Yenilenebilir ve nükleer yatırımının yanı sıra hidrokarbon ithal ettiği ülkeleri, rotaları ve tedarik yöntemini de çeşitlendirmeye gayret gösteren Türkiye bu konuda da pek çok ülkeden daha fazla aşama kaydetmiş durumda. Rusya, Azerbaycan ve İran’dan boru hatlarıyla ithal ettiği doğalgaza ek olarak LNG ithalatı için kapasitesini artırıyor. İki adet kara ve üç adet yüzer yeniden gazlaştırma terminali ile uzun dönemli kontratların yanı sıra anlık olarak değişen talebe ve konjonktürel değişimlere karşı spot piyasalar üzerinden de LNG ithal ediyor. Bunun yanında petrol ve doğal gaz depolama faaliyetlerine de önem verildiğinin altını çizmek gerek. Özel sektör tarafından depolanan petrole ek olarak Marmara Ereğlisi ve Tuz Gölü’nde karada ve üç adet yüzer gazlaştırma ve depolama terminalinde de denizde doğal gaz depolayabiliyor.

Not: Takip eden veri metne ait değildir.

//! Request and response types shared by all completion backends.

use serde::{Deserialize, Serialize};

/// A role-tagged chat message.
#[derive(Debug, Clone, PartialEq, Eq, Serialize, Deserialize)]
pub struct ChatMessage {
    /// Role: "system", "user", or "assistant"
    pub role: String,
    /// Message content
    pub content: String,
}

impl ChatMessage {
    /// Create a system message.
    pub fn system(content: impl Into<String>) -> Self {
        Self {
            role: "system".to_string(),
            content: content.into(),
        }
    }

    /// Create a user message.
    pub fn user(content: impl Into<String>) -> Self {
        Self {
            role: "user".to_string(),
            content: content.into(),
        }
    }
}

/// A single completion request, independent of backend.
#[derive(Debug, Clone, PartialEq)]
pub struct CompletionRequest {
    /// Messages to send, in order.
    pub messages: Vec<ChatMessage>,
    /// Sampling temperature.
    pub temperature: f32,
    /// Upper bound on generated tokens.
    pub max_tokens: u32,
}

impl CompletionRequest {
    /// Build the usual system + user pair.
    pub fn new(
        system: impl Into<String>,
        user: impl Into<String>,
        temperature: f32,
        max_tokens: u32,
    ) -> Self {
        Self {
            messages: vec![ChatMessage::system(system), ChatMessage::user(user)],
            temperature,
            max_tokens,
        }
    }

    /// Content of the first user message, if any.
    pub fn user_content(&self) -> Option<&str> {
        self.messages
            .iter()
            .find(|m| m.role == "user")
            .map(|m| m.content.as_str())
    }

    /// Total characters across all message contents.
    pub fn content_chars(&self) -> usize {
        self.messages.iter().map(|m| m.content.chars().count()).sum()
    }
}

/// Token counts reported by the service.
#[derive(Debug, Clone, Copy, Default, PartialEq, Eq, Serialize, Deserialize)]
pub struct TokenUsage {
    pub prompt_tokens: u32,
    pub completion_tokens: u32,
}

impl TokenUsage {
    pub fn new(prompt_tokens: u32, completion_tokens: u32) -> Self {
        Self {
            prompt_tokens,
            completion_tokens,
        }
    }

    /// Sum of both counts, saturating at `u32::MAX`.
    pub fn total(&self) -> u32 {
        self.prompt_tokens.saturating_add(self.completion_tokens)
    }
}

/// Generated text plus usage metadata.
#[derive(Debug, Clone, PartialEq)]
pub struct Completion {
    /// The generated text.
    pub text: String,
    /// Token accounting for the request.
    pub usage: TokenUsage,
    /// Model that served the request.
    pub model: String,
}

impl Completion {
    pub fn new(text: impl Into<String>, usage: TokenUsage, model: impl Into<String>) -> Self {
        Self {
            text: text.into(),
            usage,
            model: model.into(),
        }
    }
}

#[cfg(test)]
mod tests {
    use super::*;

    #[test]
    fn test_request_new_orders_system_then_user() {
        let request = CompletionRequest::new("be brief", "summarize this", 0.4, 300);

        assert_eq!(request.messages.len(), 2);
        assert_eq!(request.messages[0], ChatMessage::system("be brief"));
        assert_eq!(request.messages[1], ChatMessage::user("summarize this"));
        assert_eq!(request.user_content(), Some("summarize this"));
        assert_eq!(request.content_chars(), 8 + 14);
    }

    #[test]
    fn test_usage_total() {
        assert_eq!(TokenUsage::new(1000, 200).total(), 1200);
        assert_eq!(TokenUsage::default().total(), 0);
    }

    #[test]
    fn test_usage_total_saturates() {
        assert_eq!(TokenUsage::new(u32::MAX, 5).total(), u32::MAX);
    }
}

Son olarak Ankara’nın siyaset gündeminde de enerji güvenliğine önem verdiğini ve konu üzerinde hassasiyetle çalıştığını belirtmek gerek. Kriz anlarında diplomasi kanallarını kullanarak duruma hakim olmaya çalışması, çatışan/anlaşmazlık yaşayan ülkeler arasında arabuluculuk yapma girişimleri ve enerji diplomasisini dış politikasında ilk sıralarda tutması Türkiye’nin enerji arz güvenliği meselesini son derece ciddiyetle ele aldığını gösteriyor.